* [Directions]:
Count the lines of the data that have the word "dropped", then report the number without anything else.

————

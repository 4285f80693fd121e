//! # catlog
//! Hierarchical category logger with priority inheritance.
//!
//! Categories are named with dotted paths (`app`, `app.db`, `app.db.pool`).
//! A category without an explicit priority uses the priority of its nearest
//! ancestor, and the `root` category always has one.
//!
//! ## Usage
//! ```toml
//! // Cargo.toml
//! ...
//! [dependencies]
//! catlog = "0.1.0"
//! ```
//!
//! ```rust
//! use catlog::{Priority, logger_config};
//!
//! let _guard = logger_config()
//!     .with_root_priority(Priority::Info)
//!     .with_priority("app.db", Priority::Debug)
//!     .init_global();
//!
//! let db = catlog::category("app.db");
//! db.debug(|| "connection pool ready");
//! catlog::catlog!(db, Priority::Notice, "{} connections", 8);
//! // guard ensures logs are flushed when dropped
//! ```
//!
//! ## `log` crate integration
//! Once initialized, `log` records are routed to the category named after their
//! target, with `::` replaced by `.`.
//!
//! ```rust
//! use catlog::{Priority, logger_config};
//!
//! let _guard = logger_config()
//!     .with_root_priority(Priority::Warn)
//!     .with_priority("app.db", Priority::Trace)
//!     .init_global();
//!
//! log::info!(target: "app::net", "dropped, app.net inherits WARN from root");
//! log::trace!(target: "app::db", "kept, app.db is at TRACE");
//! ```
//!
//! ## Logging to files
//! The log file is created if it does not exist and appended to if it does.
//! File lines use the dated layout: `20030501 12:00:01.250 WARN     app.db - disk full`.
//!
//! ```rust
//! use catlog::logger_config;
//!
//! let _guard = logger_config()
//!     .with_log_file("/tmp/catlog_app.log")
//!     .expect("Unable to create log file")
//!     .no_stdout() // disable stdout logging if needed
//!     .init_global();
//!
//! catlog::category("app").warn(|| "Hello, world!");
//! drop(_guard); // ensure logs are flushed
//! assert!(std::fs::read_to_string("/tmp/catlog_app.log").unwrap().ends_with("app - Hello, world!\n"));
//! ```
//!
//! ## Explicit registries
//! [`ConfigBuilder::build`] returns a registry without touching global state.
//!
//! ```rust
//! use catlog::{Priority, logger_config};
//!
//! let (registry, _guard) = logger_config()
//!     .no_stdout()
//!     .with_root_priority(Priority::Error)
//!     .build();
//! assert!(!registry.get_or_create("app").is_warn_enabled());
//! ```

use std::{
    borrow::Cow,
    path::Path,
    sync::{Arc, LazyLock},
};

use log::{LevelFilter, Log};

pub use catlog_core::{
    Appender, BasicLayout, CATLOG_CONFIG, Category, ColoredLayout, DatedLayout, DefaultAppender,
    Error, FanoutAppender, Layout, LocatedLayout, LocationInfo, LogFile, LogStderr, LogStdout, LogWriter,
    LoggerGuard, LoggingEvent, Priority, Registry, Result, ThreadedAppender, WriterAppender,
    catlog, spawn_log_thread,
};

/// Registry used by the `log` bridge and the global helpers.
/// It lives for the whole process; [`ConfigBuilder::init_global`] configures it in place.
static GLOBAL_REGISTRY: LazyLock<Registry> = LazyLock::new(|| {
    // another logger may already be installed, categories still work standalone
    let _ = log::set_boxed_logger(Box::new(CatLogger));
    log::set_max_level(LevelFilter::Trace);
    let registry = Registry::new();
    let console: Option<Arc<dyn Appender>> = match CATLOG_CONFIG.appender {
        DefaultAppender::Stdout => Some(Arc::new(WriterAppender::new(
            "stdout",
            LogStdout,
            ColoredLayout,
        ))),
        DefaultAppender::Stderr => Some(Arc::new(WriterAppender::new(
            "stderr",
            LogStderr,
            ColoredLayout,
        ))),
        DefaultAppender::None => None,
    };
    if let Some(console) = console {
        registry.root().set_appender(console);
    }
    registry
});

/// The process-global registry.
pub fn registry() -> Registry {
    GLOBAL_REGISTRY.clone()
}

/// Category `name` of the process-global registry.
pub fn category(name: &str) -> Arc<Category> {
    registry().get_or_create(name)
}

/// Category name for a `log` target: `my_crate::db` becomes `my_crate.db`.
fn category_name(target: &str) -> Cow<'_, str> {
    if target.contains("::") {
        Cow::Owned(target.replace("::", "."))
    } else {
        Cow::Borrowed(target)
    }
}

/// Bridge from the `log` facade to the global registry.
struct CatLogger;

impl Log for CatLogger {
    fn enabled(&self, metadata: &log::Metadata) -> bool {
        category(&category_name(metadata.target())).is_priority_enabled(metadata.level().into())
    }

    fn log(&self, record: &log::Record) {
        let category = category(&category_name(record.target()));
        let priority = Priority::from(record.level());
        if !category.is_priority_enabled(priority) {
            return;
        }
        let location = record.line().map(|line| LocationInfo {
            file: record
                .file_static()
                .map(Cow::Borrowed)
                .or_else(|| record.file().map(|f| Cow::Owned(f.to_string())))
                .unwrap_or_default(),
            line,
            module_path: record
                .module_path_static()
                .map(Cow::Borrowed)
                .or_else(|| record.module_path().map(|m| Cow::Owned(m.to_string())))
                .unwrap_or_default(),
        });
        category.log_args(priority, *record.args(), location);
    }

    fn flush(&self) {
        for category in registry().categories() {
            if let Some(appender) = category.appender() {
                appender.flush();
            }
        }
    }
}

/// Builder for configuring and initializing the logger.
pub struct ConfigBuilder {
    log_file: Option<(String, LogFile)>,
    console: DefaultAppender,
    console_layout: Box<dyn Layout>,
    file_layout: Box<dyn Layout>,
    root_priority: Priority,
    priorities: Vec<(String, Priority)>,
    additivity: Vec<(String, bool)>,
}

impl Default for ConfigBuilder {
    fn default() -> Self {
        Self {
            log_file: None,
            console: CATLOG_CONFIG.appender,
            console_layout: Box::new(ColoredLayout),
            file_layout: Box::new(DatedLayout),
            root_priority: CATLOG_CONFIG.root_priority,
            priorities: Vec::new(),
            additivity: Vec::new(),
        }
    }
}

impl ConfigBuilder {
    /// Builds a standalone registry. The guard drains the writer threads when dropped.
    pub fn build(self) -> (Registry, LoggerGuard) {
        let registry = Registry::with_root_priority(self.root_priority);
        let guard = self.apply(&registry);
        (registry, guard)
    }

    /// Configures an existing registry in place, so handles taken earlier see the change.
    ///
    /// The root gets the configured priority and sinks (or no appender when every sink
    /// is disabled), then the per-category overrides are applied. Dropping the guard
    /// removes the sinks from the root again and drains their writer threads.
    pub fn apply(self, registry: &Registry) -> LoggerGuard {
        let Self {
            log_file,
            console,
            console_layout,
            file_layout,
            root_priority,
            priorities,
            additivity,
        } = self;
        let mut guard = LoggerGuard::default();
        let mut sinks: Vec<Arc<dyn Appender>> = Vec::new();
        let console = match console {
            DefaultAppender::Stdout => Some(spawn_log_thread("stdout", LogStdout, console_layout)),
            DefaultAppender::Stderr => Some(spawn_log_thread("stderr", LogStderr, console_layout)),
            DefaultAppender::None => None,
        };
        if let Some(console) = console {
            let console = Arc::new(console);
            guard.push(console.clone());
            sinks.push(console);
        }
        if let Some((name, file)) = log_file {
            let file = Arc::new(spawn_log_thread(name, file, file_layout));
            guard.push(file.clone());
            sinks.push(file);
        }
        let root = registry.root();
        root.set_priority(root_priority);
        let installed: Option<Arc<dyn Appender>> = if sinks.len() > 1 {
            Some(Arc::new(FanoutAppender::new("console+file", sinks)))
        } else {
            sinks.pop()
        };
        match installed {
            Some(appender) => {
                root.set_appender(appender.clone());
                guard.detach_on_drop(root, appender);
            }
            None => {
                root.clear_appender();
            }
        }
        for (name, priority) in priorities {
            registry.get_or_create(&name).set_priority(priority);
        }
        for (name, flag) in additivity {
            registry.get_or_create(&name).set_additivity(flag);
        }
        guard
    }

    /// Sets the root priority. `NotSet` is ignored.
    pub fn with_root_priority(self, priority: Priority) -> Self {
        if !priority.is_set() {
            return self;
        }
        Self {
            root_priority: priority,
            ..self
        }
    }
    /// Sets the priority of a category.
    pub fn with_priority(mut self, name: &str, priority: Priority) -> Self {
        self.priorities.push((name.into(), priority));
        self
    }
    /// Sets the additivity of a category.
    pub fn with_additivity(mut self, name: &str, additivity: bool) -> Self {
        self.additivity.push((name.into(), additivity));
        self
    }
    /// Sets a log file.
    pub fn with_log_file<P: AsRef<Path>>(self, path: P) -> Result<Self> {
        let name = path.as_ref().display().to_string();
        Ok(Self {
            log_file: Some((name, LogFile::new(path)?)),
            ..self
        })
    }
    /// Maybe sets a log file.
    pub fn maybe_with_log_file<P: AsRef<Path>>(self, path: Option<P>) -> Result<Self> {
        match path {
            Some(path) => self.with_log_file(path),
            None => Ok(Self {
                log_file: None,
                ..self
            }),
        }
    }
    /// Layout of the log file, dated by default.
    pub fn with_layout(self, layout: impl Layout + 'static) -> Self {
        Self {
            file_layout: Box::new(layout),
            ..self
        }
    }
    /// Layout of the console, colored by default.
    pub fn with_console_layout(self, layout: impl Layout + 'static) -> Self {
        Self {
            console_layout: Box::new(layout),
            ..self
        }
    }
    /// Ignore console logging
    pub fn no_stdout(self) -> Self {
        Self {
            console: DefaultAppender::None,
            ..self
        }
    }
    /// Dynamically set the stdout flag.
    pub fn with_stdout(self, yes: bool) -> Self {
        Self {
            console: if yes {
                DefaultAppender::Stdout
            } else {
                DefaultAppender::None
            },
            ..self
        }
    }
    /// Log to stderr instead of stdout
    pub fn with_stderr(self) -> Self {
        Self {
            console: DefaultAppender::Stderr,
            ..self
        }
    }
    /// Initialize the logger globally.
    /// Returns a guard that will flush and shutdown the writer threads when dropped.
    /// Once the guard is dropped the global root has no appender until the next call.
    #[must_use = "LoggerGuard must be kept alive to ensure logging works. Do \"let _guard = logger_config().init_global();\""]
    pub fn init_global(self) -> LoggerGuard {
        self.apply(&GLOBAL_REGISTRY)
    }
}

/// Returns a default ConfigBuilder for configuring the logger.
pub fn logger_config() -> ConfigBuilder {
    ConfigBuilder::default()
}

————

* [Result below]:
5